• Work request
Stop after the line that contains "paths in callers."; until then, restate each line of the entries word for word from the very first.

------

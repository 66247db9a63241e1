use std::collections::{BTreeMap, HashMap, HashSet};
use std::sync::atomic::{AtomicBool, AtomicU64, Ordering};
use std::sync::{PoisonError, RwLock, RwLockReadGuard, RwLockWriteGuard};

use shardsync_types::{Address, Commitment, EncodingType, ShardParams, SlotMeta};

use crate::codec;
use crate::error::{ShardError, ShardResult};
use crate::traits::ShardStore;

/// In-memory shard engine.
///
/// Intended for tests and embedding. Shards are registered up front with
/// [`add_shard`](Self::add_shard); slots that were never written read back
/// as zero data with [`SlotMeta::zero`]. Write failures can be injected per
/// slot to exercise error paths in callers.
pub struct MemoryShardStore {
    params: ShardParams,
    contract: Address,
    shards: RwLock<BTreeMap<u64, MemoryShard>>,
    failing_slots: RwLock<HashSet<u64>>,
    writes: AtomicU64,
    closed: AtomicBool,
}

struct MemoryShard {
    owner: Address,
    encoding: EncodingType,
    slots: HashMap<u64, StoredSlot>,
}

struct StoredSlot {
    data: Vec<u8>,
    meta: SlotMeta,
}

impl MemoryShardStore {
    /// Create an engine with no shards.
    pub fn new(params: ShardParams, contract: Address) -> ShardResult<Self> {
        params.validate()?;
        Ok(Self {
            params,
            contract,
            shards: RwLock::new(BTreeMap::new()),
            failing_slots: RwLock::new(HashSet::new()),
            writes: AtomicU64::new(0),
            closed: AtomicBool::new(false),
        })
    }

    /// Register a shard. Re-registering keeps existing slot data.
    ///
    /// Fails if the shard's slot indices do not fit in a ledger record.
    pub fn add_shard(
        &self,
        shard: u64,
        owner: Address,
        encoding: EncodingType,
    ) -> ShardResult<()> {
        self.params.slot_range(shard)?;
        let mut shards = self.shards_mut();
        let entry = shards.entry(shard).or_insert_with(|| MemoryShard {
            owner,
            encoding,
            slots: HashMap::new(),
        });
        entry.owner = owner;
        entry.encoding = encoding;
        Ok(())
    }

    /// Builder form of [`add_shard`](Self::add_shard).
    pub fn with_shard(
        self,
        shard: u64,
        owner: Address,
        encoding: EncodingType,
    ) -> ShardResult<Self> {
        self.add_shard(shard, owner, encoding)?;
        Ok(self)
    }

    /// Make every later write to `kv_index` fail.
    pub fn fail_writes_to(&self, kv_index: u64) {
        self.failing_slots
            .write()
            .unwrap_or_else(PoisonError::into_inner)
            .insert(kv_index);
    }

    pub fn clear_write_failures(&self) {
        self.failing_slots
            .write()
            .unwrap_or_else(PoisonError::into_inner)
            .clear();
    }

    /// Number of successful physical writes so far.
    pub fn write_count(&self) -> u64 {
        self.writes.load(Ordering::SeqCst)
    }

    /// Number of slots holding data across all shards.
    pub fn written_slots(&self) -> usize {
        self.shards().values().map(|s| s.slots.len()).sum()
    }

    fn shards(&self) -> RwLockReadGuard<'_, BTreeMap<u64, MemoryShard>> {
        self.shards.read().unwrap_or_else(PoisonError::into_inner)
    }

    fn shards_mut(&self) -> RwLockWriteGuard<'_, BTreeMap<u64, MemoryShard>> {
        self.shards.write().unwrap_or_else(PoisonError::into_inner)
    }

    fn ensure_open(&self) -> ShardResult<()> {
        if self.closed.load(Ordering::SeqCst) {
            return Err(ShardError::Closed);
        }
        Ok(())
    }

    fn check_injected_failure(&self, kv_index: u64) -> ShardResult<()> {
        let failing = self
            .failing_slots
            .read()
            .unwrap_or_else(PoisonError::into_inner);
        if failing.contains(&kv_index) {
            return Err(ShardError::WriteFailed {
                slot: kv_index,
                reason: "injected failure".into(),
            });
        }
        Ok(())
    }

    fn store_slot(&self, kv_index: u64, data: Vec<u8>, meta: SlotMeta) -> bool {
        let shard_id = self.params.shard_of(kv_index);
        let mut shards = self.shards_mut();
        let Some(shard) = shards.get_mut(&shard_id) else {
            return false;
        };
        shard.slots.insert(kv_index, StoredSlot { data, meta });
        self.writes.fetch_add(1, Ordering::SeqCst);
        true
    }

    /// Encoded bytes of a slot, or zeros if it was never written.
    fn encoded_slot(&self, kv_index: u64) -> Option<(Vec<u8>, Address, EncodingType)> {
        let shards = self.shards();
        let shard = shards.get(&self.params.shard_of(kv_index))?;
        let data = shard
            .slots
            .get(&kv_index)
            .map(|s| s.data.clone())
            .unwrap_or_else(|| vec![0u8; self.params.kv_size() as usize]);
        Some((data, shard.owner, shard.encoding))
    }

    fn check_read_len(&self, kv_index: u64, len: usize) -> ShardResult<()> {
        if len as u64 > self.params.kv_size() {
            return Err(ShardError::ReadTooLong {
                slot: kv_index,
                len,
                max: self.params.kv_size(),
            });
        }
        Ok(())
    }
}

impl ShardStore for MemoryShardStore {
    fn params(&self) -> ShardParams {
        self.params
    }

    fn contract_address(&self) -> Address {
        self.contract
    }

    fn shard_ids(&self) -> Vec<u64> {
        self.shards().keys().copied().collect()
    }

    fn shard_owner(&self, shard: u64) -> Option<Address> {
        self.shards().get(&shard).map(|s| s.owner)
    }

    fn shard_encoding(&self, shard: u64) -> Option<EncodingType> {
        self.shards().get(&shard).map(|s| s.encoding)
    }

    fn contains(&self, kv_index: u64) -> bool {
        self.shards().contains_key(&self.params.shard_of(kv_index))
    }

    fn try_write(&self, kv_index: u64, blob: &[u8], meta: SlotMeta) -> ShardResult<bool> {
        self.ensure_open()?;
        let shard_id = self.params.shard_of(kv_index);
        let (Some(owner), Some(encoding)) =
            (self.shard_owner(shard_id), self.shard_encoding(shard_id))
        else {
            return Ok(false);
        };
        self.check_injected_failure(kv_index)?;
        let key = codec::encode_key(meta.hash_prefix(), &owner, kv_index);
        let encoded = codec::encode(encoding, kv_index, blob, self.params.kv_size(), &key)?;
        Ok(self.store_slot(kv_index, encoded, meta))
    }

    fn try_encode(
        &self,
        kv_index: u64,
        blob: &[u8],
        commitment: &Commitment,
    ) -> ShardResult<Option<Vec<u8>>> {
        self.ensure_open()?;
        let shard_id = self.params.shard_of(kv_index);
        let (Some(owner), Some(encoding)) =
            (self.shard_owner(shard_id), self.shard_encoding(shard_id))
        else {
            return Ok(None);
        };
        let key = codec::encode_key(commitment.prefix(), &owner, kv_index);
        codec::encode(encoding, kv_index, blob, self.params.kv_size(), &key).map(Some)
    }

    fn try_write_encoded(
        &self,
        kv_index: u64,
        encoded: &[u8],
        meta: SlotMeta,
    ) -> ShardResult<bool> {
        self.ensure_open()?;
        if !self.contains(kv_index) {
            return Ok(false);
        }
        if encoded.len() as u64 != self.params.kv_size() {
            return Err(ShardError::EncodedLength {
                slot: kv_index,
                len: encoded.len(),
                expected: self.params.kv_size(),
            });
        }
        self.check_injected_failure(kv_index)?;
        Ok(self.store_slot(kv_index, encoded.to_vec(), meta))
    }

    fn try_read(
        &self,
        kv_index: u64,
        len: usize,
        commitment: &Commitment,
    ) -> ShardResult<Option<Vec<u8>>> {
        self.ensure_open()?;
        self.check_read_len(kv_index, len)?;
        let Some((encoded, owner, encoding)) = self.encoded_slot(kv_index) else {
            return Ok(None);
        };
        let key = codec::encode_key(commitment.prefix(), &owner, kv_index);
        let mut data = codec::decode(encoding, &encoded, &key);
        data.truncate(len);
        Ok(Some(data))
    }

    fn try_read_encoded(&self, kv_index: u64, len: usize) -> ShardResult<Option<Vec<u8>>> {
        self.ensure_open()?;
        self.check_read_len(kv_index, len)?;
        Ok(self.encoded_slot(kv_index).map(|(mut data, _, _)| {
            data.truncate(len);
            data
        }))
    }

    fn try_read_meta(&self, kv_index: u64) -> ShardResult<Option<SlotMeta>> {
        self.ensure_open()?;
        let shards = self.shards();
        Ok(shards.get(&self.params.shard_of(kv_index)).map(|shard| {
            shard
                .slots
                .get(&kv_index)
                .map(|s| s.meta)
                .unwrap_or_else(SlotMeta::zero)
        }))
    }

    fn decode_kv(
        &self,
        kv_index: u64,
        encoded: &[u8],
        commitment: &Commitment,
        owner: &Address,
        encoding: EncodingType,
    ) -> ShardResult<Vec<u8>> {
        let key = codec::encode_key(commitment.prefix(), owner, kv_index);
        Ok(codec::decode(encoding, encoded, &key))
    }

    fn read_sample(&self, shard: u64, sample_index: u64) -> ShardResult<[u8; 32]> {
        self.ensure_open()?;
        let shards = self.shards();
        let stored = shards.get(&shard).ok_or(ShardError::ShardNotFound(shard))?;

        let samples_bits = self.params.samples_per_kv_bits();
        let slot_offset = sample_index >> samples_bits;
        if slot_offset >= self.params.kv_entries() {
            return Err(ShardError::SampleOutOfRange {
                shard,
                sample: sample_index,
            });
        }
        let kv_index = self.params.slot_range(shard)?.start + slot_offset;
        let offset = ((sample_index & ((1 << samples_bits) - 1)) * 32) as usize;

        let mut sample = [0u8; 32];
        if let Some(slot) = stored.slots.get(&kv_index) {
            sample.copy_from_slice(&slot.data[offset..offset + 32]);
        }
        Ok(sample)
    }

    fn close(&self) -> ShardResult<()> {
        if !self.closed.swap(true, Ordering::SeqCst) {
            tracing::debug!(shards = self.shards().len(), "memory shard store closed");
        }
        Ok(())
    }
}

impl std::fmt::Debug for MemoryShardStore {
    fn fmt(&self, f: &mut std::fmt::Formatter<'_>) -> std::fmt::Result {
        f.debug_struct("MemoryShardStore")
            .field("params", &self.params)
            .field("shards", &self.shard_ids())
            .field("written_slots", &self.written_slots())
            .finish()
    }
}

------

• Response box
repository 66247db9a63241e1
use std::collections::{BTreeMap, HashMap, HashSet};
use std::sync::atomic::{AtomicBool, AtomicU64, Ordering};
use std::sync::{PoisonError, RwLock, RwLockReadGuard, RwLockWriteGuard};

use shardsync_types::{Address, Commitment, EncodingType, ShardParams, SlotMeta};

use crate::codec;
use crate::error::{ShardError, ShardResult};
use crate::traits::ShardStore;

/// In-memory shard engine.
///
/// Intended for tests and embedding. Shards are registered up front with
/// [`add_shard`](Self::add_shard); slots that were never written read back
/// as zero data with [`SlotMeta::zero`]. Write failures can be injected per
/// slot to exercise error paths in callers.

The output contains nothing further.